* **Task prompt**:
Would you please copy each line of the data in which the string "SchedulerError" occurs?

*** Opening Records shown ***

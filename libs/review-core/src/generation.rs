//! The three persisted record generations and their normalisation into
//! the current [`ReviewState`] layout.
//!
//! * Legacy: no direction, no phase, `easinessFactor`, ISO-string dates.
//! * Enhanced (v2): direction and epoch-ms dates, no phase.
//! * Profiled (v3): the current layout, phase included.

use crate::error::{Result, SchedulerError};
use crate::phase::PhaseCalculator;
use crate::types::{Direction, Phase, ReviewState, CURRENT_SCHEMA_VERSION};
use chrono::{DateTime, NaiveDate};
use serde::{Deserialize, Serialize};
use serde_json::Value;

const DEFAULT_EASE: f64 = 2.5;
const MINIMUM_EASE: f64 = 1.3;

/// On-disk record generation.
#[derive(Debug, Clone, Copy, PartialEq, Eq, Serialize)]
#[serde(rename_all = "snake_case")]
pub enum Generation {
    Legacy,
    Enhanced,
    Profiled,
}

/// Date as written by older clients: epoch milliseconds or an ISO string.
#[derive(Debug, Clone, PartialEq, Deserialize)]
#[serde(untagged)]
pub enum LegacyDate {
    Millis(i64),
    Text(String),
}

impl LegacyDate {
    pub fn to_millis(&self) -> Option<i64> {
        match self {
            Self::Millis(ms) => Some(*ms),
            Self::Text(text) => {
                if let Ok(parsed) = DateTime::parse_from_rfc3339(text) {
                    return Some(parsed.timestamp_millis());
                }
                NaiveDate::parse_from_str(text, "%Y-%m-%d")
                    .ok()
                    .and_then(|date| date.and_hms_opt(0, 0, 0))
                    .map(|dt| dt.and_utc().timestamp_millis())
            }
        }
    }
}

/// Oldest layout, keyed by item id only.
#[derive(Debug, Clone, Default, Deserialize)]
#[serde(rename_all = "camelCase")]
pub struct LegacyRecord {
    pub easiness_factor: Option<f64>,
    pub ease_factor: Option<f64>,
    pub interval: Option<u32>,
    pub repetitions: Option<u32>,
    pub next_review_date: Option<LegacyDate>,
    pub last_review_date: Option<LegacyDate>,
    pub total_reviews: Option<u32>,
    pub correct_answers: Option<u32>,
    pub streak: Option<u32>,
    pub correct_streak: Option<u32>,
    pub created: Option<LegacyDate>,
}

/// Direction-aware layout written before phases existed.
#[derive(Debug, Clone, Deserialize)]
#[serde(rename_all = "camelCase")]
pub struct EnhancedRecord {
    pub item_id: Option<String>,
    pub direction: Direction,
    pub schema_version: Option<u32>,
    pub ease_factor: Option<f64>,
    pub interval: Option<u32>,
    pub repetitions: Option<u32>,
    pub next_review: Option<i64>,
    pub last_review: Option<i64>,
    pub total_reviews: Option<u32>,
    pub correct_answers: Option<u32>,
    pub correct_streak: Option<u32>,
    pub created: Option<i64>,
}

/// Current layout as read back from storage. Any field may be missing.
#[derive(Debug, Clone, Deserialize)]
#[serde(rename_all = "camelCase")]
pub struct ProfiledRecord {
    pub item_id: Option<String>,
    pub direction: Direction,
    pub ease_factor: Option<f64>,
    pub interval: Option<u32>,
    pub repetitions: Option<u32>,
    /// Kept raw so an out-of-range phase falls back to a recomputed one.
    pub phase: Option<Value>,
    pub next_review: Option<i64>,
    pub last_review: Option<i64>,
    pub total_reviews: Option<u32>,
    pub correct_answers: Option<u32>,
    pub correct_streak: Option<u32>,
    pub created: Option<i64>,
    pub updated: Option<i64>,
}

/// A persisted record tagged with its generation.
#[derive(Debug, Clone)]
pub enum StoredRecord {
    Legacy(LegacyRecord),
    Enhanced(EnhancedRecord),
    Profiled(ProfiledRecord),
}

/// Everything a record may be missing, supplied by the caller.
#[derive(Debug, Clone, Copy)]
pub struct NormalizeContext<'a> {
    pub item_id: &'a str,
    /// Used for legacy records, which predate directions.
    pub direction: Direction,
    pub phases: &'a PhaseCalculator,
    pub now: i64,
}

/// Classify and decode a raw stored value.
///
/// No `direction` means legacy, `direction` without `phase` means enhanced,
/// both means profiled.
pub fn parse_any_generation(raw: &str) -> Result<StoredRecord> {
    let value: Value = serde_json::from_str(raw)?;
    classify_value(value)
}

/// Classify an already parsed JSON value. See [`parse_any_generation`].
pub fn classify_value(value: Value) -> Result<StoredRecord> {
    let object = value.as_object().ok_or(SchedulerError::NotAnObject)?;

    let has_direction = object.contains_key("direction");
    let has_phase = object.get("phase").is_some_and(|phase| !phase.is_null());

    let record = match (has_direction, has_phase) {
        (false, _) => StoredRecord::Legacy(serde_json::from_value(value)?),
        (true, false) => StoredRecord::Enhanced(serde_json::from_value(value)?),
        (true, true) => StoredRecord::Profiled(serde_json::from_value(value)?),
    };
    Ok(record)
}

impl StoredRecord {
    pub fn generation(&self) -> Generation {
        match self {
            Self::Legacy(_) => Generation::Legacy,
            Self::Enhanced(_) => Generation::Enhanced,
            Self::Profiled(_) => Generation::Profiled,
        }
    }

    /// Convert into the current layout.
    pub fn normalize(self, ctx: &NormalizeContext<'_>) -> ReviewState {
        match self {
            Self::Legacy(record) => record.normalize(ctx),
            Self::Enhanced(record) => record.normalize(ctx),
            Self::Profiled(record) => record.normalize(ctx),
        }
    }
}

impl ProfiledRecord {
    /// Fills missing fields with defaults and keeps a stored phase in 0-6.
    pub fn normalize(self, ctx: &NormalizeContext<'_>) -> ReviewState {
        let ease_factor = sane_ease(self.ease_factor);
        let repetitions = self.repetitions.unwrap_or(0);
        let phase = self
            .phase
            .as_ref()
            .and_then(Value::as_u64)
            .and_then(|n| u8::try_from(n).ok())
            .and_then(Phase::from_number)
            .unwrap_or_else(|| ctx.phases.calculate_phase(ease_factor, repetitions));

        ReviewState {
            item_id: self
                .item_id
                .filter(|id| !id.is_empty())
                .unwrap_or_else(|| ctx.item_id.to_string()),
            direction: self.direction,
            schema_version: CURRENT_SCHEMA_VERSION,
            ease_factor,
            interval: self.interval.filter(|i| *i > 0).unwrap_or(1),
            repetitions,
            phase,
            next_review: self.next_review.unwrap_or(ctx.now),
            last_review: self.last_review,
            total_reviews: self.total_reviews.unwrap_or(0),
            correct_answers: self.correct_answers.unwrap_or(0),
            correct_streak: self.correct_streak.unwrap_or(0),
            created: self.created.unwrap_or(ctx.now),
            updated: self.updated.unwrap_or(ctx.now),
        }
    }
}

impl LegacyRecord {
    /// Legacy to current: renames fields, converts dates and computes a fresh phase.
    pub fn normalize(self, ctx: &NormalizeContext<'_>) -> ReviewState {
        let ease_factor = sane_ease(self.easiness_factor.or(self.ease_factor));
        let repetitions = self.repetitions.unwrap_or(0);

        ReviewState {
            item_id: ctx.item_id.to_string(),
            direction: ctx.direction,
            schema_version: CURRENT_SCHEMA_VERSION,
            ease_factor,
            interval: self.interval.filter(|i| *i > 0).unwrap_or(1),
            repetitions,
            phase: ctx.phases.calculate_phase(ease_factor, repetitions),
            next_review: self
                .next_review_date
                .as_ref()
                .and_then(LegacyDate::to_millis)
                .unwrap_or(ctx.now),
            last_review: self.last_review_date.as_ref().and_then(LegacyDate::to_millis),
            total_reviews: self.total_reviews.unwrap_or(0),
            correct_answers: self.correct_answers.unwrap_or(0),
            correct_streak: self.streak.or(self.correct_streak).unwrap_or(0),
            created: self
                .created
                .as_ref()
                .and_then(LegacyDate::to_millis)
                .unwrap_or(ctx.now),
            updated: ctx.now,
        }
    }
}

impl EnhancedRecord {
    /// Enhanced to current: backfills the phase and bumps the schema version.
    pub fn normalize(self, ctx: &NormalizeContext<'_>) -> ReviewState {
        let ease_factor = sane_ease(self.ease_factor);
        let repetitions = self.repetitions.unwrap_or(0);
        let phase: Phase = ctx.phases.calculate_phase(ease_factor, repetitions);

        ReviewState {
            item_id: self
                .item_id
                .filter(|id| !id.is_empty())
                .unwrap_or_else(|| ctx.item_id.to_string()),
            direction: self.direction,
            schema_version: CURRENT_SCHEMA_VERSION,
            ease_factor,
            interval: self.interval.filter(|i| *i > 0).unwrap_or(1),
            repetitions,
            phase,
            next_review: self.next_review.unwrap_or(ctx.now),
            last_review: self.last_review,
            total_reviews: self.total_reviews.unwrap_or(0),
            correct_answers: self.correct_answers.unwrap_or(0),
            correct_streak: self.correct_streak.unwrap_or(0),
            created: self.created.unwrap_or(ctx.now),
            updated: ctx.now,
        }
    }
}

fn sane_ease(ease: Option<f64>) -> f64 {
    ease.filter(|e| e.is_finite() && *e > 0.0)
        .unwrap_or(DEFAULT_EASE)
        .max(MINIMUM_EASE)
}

*** Closing Records shown ***

* **Exercise result**:
use crate::error::{Result, SchedulerError};
    let object = value.as_object().ok_or(SchedulerError::NotAnObject)?;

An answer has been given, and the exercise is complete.